Job Description
Key Responsibilities :
- Data Pipeline Development: Build and optimize ETL/ELT workflows using Airflow, Prefect, or similar orchestration tools.
- Data Integration & Transformation: Ingest data from multiple sources (transactional, behavioural, streaming) and prepare feature-ready datasets.
- Application Integration: Connect pipelines to Salesforce, Gainsight, and other enterprise applications for real-time data sync.
- BI Semantic Modelling: Design and maintain semantic layers for BI tools (Power BI, Looker, Tableau) to enable self-service analytics.
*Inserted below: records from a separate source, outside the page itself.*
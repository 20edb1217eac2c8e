//! Filing case types: case numbers, lifecycle status, and admin updates.

use std::fmt::{Display, Formatter};
use std::str::FromStr;

use chrono::{DateTime, NaiveDate, Utc};
use hsg_core::{AppError, AppResult};
use serde::{Deserialize, Serialize};
use serde_json::{Map, Value};

use crate::{CaseId, IntakeId, IntakeRecord};

/// Prefix carried by every case number issued by the firm.
pub const CASE_NUMBER_PREFIX: &str = "HSG";

/// Lowest random sequence value a case number may carry.
pub const CASE_SEQUENCE_MIN: u16 = 1000;

/// Highest random sequence value a case number may carry.
pub const CASE_SEQUENCE_MAX: u16 = 9999;

/// Human-readable case identifier shaped `HSG-YYYY-SUFFIX`.
///
/// The suffix is either a four-digit sequence or an uppercase base-36
/// timestamp issued when random sequences are exhausted.
#[derive(Debug, Clone, PartialEq, Eq, Hash, PartialOrd, Ord, Serialize, Deserialize)]
#[serde(try_from = "String", into = "String")]
pub struct CaseNumber(String);

impl CaseNumber {
    /// Builds a case number from its year and suffix.
    pub fn new(year: i32, suffix: &str) -> AppResult<Self> {
        if !(1000..=9999).contains(&year) {
            return Err(AppError::Validation(format!(
                "case number year must have four digits, got {year}"
            )));
        }

        if suffix.is_empty()
            || !suffix
                .chars()
                .all(|character| character.is_ascii_digit() || character.is_ascii_uppercase())
        {
            return Err(AppError::Validation(format!(
                "case number suffix must be uppercase alphanumeric, got '{suffix}'"
            )));
        }

        Ok(Self(format!("{CASE_NUMBER_PREFIX}-{year}-{suffix}")))
    }

    /// Builds a case number from a random four-digit sequence.
    pub fn from_sequence(year: i32, sequence: u16) -> AppResult<Self> {
        if !(CASE_SEQUENCE_MIN..=CASE_SEQUENCE_MAX).contains(&sequence) {
            return Err(AppError::Validation(format!(
                "case sequence must be within {CASE_SEQUENCE_MIN}..={CASE_SEQUENCE_MAX}, got {sequence}"
            )));
        }

        Self::new(year, sequence.to_string().as_str())
    }

    /// Parses a stored or transported case number.
    pub fn parse(value: &str) -> AppResult<Self> {
        let mut parts = value.splitn(3, '-');
        let (Some(prefix), Some(year), Some(suffix)) = (parts.next(), parts.next(), parts.next())
        else {
            return Err(AppError::Validation(format!(
                "case number '{value}' must look like {CASE_NUMBER_PREFIX}-YYYY-SUFFIX"
            )));
        };

        if prefix != CASE_NUMBER_PREFIX {
            return Err(AppError::Validation(format!(
                "case number '{value}' must start with {CASE_NUMBER_PREFIX}-"
            )));
        }

        if year.len() != 4 || !year.chars().all(|character| character.is_ascii_digit()) {
            return Err(AppError::Validation(format!(
                "case number '{value}' has an invalid year"
            )));
        }

        let year = year
            .parse::<i32>()
            .map_err(|error| AppError::Validation(format!("invalid case number year: {error}")))?;

        Self::new(year, suffix)
    }

    /// Returns the year segment.
    #[must_use]
    pub fn year(&self) -> i32 {
        self.segments()
            .and_then(|(year, _)| year.parse().ok())
            .unwrap_or_default()
    }

    /// Returns the suffix segment.
    #[must_use]
    pub fn suffix(&self) -> &str {
        self.segments()
            .map(|(_, suffix)| suffix)
            .unwrap_or_default()
    }

    /// Returns the random sequence when the suffix is a four-digit number.
    #[must_use]
    pub fn sequence(&self) -> Option<u16> {
        let suffix = self.suffix();
        if suffix.len() != 4 || !suffix.chars().all(|character| character.is_ascii_digit()) {
            return None;
        }

        suffix.parse().ok()
    }

    /// Returns the full case number string.
    #[must_use]
    pub fn as_str(&self) -> &str {
        self.0.as_str()
    }

    fn segments(&self) -> Option<(&str, &str)> {
        let rest = self.0.strip_prefix(CASE_NUMBER_PREFIX)?.strip_prefix('-')?;
        rest.split_once('-')
    }
}

impl Display for CaseNumber {
    fn fmt(&self, formatter: &mut Formatter<'_>) -> std::fmt::Result {
        formatter.write_str(self.0.as_str())
    }
}

impl TryFrom<String> for CaseNumber {
    type Error = AppError;

    fn try_from(value: String) -> Result<Self, Self::Error> {
        Self::parse(value.as_str())
    }
}

impl From<CaseNumber> for String {
    fn from(value: CaseNumber) -> Self {
        value.0
    }
}

/// Lifecycle status of a filing case.
#[derive(Debug, Clone, Copy, PartialEq, Eq, Hash, Serialize, Deserialize)]
#[serde(rename_all = "SCREAMING_SNAKE_CASE")]
pub enum CaseStatus {
    /// Freshly created from an intake.
    New,
    /// Being reviewed by staff.
    InReview,
    /// Waiting on information from the client.
    NeedsInfo,
    /// Work underway.
    InProgress,
    /// Filed with the relevant authority.
    Filed,
    /// Closed out.
    Completed,
}

impl CaseStatus {
    /// Returns the stable storage value for this status.
    #[must_use]
    pub fn as_str(&self) -> &'static str {
        match self {
            Self::New => "NEW",
            Self::InReview => "IN_REVIEW",
            Self::NeedsInfo => "NEEDS_INFO",
            Self::InProgress => "IN_PROGRESS",
            Self::Filed => "FILED",
            Self::Completed => "COMPLETED",
        }
    }

    /// Returns all statuses in workflow order.
    #[must_use]
    pub fn all() -> &'static [Self] {
        &[
            Self::New,
            Self::InReview,
            Self::NeedsInfo,
            Self::InProgress,
            Self::Filed,
            Self::Completed,
        ]
    }

    /// Parses a transport value into a status.
    pub fn from_transport(value: &str) -> AppResult<Self> {
        Self::from_str(value)
    }
}

impl FromStr for CaseStatus {
    type Err = AppError;

    fn from_str(value: &str) -> Result<Self, Self::Err> {
        Self::all()
            .iter()
            .copied()
            .find(|status| status.as_str() == value)
            .ok_or_else(|| AppError::Validation(format!("unknown case status '{value}'")))
    }
}

/// Persisted filing case.
#[derive(Debug, Clone, PartialEq, Eq, Serialize, Deserialize)]
pub struct FilingCase {
    /// Case identifier.
    pub id: CaseId,
    /// Creation timestamp.
    pub created_at: DateTime<Utc>,
    /// Last update timestamp.
    pub updated_at: DateTime<Utc>,
    /// Intake that produced this case.
    pub intake_id: IntakeId,
    /// Human-readable case number.
    pub case_number: CaseNumber,
    /// Current status.
    pub status: CaseStatus,
    /// Staff member handling the case.
    pub assigned_to: Option<String>,
    /// Optional due date.
    pub due_date: Option<NaiveDate>,
    /// Free-form staff notes.
    pub notes: Option<String>,
}

/// A filing case joined with the intake it was created from.
#[derive(Debug, Clone, PartialEq, Eq)]
pub struct CaseWithIntake {
    /// The case row.
    pub case: FilingCase,
    /// The linked intake, when it still exists.
    pub intake: Option<IntakeRecord>,
}

/// Status filter applied when listing cases.
#[derive(Debug, Clone, Copy, PartialEq, Eq, Default)]
pub enum CaseStatusFilter {
    /// Every status.
    #[default]
    All,
    /// Only cases in the given status.
    Only(CaseStatus),
}

impl CaseStatusFilter {
    /// Parses the optional `status` query value; absent or `ALL` means no filter.
    pub fn from_query(value: Option<&str>) -> AppResult<Self> {
        match value.map(str::trim).filter(|value| !value.is_empty()) {
            None | Some("ALL") => Ok(Self::All),
            Some(status) => CaseStatus::from_transport(status).map(Self::Only),
        }
    }

    /// Returns whether a case status passes the filter.
    #[must_use]
    pub fn matches(&self, status: CaseStatus) -> bool {
        match self {
            Self::All => true,
            Self::Only(expected) => *expected == status,
        }
    }
}

/// Whitelisted admin update to a filing case.
///
/// Outer `None` leaves a field untouched; `Some(None)` clears it.
#[derive(Debug, Clone, Default, PartialEq, Eq)]
pub struct CasePatch {
    /// New status.
    pub status: Option<CaseStatus>,
    /// New assignee.
    pub assigned_to: Option<Option<String>>,
    /// New due date.
    pub due_date: Option<Option<NaiveDate>>,
    /// New notes.
    pub notes: Option<Option<String>>,
}

impl CasePatch {
    /// Builds a patch from a loosely typed JSON object.
    ///
    /// Unknown keys and unknown statuses are ignored. Empty strings and
    /// `null` clear a field.
    pub fn from_json(body: &Map<String, Value>) -> AppResult<Self> {
        let status = body
            .get("status")
            .and_then(Value::as_str)
            .and_then(|value| CaseStatus::from_transport(value).ok());

        let assigned_to = optional_text(body, "assigned_to")?;
        let notes = optional_text(body, "notes")?;
        let due_date = optional_text(body, "due_date")?
            .map(|value| {
                value
                    .map(|date| {
                        NaiveDate::parse_from_str(date.as_str(), "%Y-%m-%d").map_err(|error| {
                            AppError::Validation(format!(
                                "due_date must be formatted as YYYY-MM-DD: {error}"
                            ))
                        })
                    })
                    .transpose()
            })
            .transpose()?;

        Ok(Self {
            status,
            assigned_to,
            due_date,
            notes,
        })
    }

    /// Returns whether the patch changes nothing.
    #[must_use]
    pub fn is_empty(&self) -> bool {
        self.status.is_none()
            && self.assigned_to.is_none()
            && self.due_date.is_none()
            && self.notes.is_none()
    }

    /// Applies the patch to a case in place.
    pub fn apply_to(&self, case: &mut FilingCase) {
        if let Some(status) = self.status {
            case.status = status;
        }
        if let Some(assigned_to) = &self.assigned_to {
            case.assigned_to.clone_from(assigned_to);
        }
        if let Some(due_date) = self.due_date {
            case.due_date = due_date;
        }
        if let Some(notes) = &self.notes {
            case.notes.clone_from(notes);
        }
    }
}

fn optional_text(body: &Map<String, Value>, key: &str) -> AppResult<Option<Option<String>>> {
    match body.get(key) {
        None => Ok(None),
        Some(Value::Null) => Ok(Some(None)),
        Some(Value::String(value)) if value.is_empty() => Ok(Some(None)),
        Some(Value::String(value)) => Ok(Some(Some(value.clone()))),
        Some(_) => Err(AppError::Validation(format!(
            "{key} must be a string or null"
        ))),
    }
}
use axum::Json;
use axum::http::StatusCode;
use axum::response::{IntoResponse, Response};
use hsg_core::AppError;
use tracing::error;

mod types;

pub use types::{ErrorBody, ErrorResponse};

/// HTTP API error wrapper around core application errors.
#[derive(Debug)]
pub struct ApiError {
    error: AppError,
    malformed_request: bool,
}

impl From<AppError> for ApiError {
    fn from(value: AppError) -> Self {
        Self {
            error: value,
            malformed_request: false,
        }
    }
}

impl ApiError {
    /// Error for a request body or query that could not be read at all.
    pub fn bad_request(message: impl Into<String>) -> Self {
        Self {
            error: AppError::Validation(message.into()),
            malformed_request: true,
        }
    }

    /// Status code and stable machine-readable code for the wrapped error.
    pub fn status_and_code(&self) -> (StatusCode, &'static str) {
        if self.malformed_request {
            return (StatusCode::BAD_REQUEST, "BAD_REQUEST");
        }

        match self.error {
            AppError::Validation(_) | AppError::InvalidFields { .. } => {
                (StatusCode::BAD_REQUEST, "VALIDATION_ERROR")
            }
            AppError::NotFound(_) => (StatusCode::NOT_FOUND, "NOT_FOUND"),
            AppError::Conflict(_) => (StatusCode::CONFLICT, "CONFLICT"),
            AppError::Unauthorized(_) => (StatusCode::UNAUTHORIZED, "UNAUTHORIZED"),
            AppError::RateLimited(_) => (StatusCode::TOO_MANY_REQUESTS, "RATE_LIMITED"),
            AppError::Internal(_) => (StatusCode::INTERNAL_SERVER_ERROR, "INTERNAL_ERROR"),
        }
    }
}

impl IntoResponse for ApiError {
    fn into_response(self) -> Response {
        let (status, code) = self.status_and_code();

        let body = match self.error {
            AppError::Validation(message)
            | AppError::NotFound(message)
            | AppError::Conflict(message)
            | AppError::Unauthorized(message)
            | AppError::RateLimited(message) => ErrorBody::new(code, message, None),
            AppError::InvalidFields { message, fields } => ErrorBody::new(
                code,
                message,
                Some(
                    fields
                        .iter()
                        .map(|(field, message)| (field.to_owned(), message.to_owned()))
                        .collect(),
                ),
            ),
            AppError::Internal(detail) => {
                error!(detail = %detail, "request failed with internal error");
                ErrorBody::new(
                    code,
                    "Something went wrong. Please try again.".to_owned(),
                    None,
                )
            }
        };

        (status, Json(ErrorResponse::new(body))).into_response()
    }
}

/// Standard API result type.
pub type ApiResult<T> = Result<T, ApiError>;
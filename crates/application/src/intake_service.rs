//! Public intake submission flow.

use std::sync::Arc;

use tracing::{error, info, warn};

use hsg_core::{AppError, AppResult};
use hsg_domain::{CaseId, CaseNumber, CaseStatus, IntakeDraft, IntakeId, IntakeSubmission};

use crate::{
    CaseNumberService, CaseRepository, Clock, IntakeNotification, IntakeNotifier,
    IntakeRepository, NewFilingCase,
};


/// Case inserts attempted when a freshly issued number loses a race.
const CASE_INSERT_ATTEMPTS: usize = 3;

/// Outcome of an accepted intake.
#[derive(Debug, Clone, PartialEq, Eq)]
pub struct IntakeReceipt {
    /// Stored intake.
    pub intake_id: IntakeId,
    /// Opened case, absent when case creation failed after the intake was saved.
    pub case: Option<OpenedCase>,
}

/// Case opened for an intake.
#[derive(Debug, Clone, PartialEq, Eq)]
pub struct OpenedCase {
    /// Case identifier.
    pub id: CaseId,
    /// Issued case number.
    pub case_number: CaseNumber,
}

/// Application service for intake submissions.
#[derive(Clone)]
pub struct IntakeService {
    intakes: Arc<dyn IntakeRepository>,
    cases: Arc<dyn CaseRepository>,
    case_numbers: CaseNumberService,
    notifier: Arc<dyn IntakeNotifier>,
    clock: Arc<dyn Clock>,
    log_case_numbers: bool,
}

impl IntakeService {
    /// Creates a new intake service.
    #[must_use]
    pub fn new(
        intakes: Arc<dyn IntakeRepository>,
        cases: Arc<dyn CaseRepository>,
        case_numbers: CaseNumberService,
        notifier: Arc<dyn IntakeNotifier>,
        clock: Arc<dyn Clock>,
    ) -> Self {
        Self {
            intakes,
            cases,
            case_numbers,
            notifier,
            clock,
            log_case_numbers: true,
        }
    }

    /// Controls whether created case numbers are written to the log.
    #[must_use]
    pub fn with_case_number_logging(mut self, enabled: bool) -> Self {
        self.log_case_numbers = enabled;
        self
    }

    /// Validates and stores an intake, then opens a case for it.
    ///
    /// Failing to open the case does not fail the submission: the intake is
    /// already stored, so the receipt is returned without a case.
    pub async fn submit(&self, draft: IntakeDraft) -> AppResult<IntakeReceipt> {
        let submission = IntakeSubmission::validate(draft)?;

        let intake = self
            .intakes
            .create_intake(&submission, self.clock.now())
            .await?;

        let case = match self.open_case(intake.id).await {
            Ok(case) => {
                if self.log_case_numbers {
                    info!(case_number = %case.case_number, "created filing case");
                }
                Some(case)
            }
            Err(case_error) => {
                error!(intake_id = %intake.id, error = %case_error, "failed to open filing case");
                None
            }
        };

        let notification = IntakeNotification {
            intake_id: intake.id,
            service_needed: submission.service_needed().to_owned(),
            case_number: case.as_ref().map(|case| case.case_number.clone()),
        };
        if let Err(notify_error) = self.notifier.intake_received(&notification).await {
            warn!(intake_id = %intake.id, error = %notify_error, "intake notification failed");
        }

        Ok(IntakeReceipt {
            intake_id: intake.id,
            case,
        })
    }

    async fn open_case(&self, intake_id: IntakeId) -> AppResult<OpenedCase> {
        let mut last_conflict = None;

        for _ in 0..CASE_INSERT_ATTEMPTS {
            let case_number = self.case_numbers.generate().await?;
            let created = self
                .cases
                .create_case(NewFilingCase {
                    intake_id,
                    case_number,
                    status: CaseStatus::New,
                    created_at: self.clock.now(),
                })
                .await;

            match created {
                Ok(case) => {
                    return Ok(OpenedCase {
                        id: case.id,
                        case_number: case.case_number,
                    });
                }
                Err(AppError::Conflict(message)) => {
                    warn!("case number taken between check and insert, retrying");
                    last_conflict = Some(message);
                }
                Err(other) => return Err(other),
            }
        }

        Err(AppError::Conflict(last_conflict.unwrap_or_else(|| {
            "could not reserve a unique case number".to_owned()
        })))
    }
}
- Version Control & Experiment Tracking: Implement DVC for dataset versioning and integrate MLflow for experiment reproducibility.
- Distributed Data Processing: Use Spark, Ray, or Databricks for large-scale data transformations and feature engineering.
- Cloud Infrastructure: Deploy and manage pipelines on Azure Data Factory, Azure Synapse, GCP Dataflow, and Big Query; leverage storage (ADLS, GCS) and compute clusters.
- MLOps Enablement: Collaborate on CI/CD workflows for ML models, feature store integration, and monitoring pipelines.
- Data Quality & Governance: Implement validation, lineage tracking, and compliance checks for secure and reliable data.
- Performance Optimization: Profile and tune pipelines for cost efficiency and low latency.
- Collaboration: Partner with Data Scientists to ensure timely delivery of clean, well-structured data for ML/DL models.
Required Skills : Technical:
- Python (pandas, PySpark), SQL; familiarity with Scala is a plus.
- Orchestration: Airflow, Prefect, DBT.
- Distributed frameworks: Spark, Ray, Databricks.
- Cloud platforms: Azure (Data Factory, Synapse, ADLS) and GCP (Dataflow, BigQuery, GCS).
- BI Semantic Modelling: Power BI, Looker, Tableau.
- Application Integration: Salesforce, Gainsight, REST APIs.
- Containerization: Docker; basic Kubernetes.
- Versioning: Git, DVC; experiment tracking: MLflow.
- Streaming: Kafka or Pub/Sub for real-time ingestion.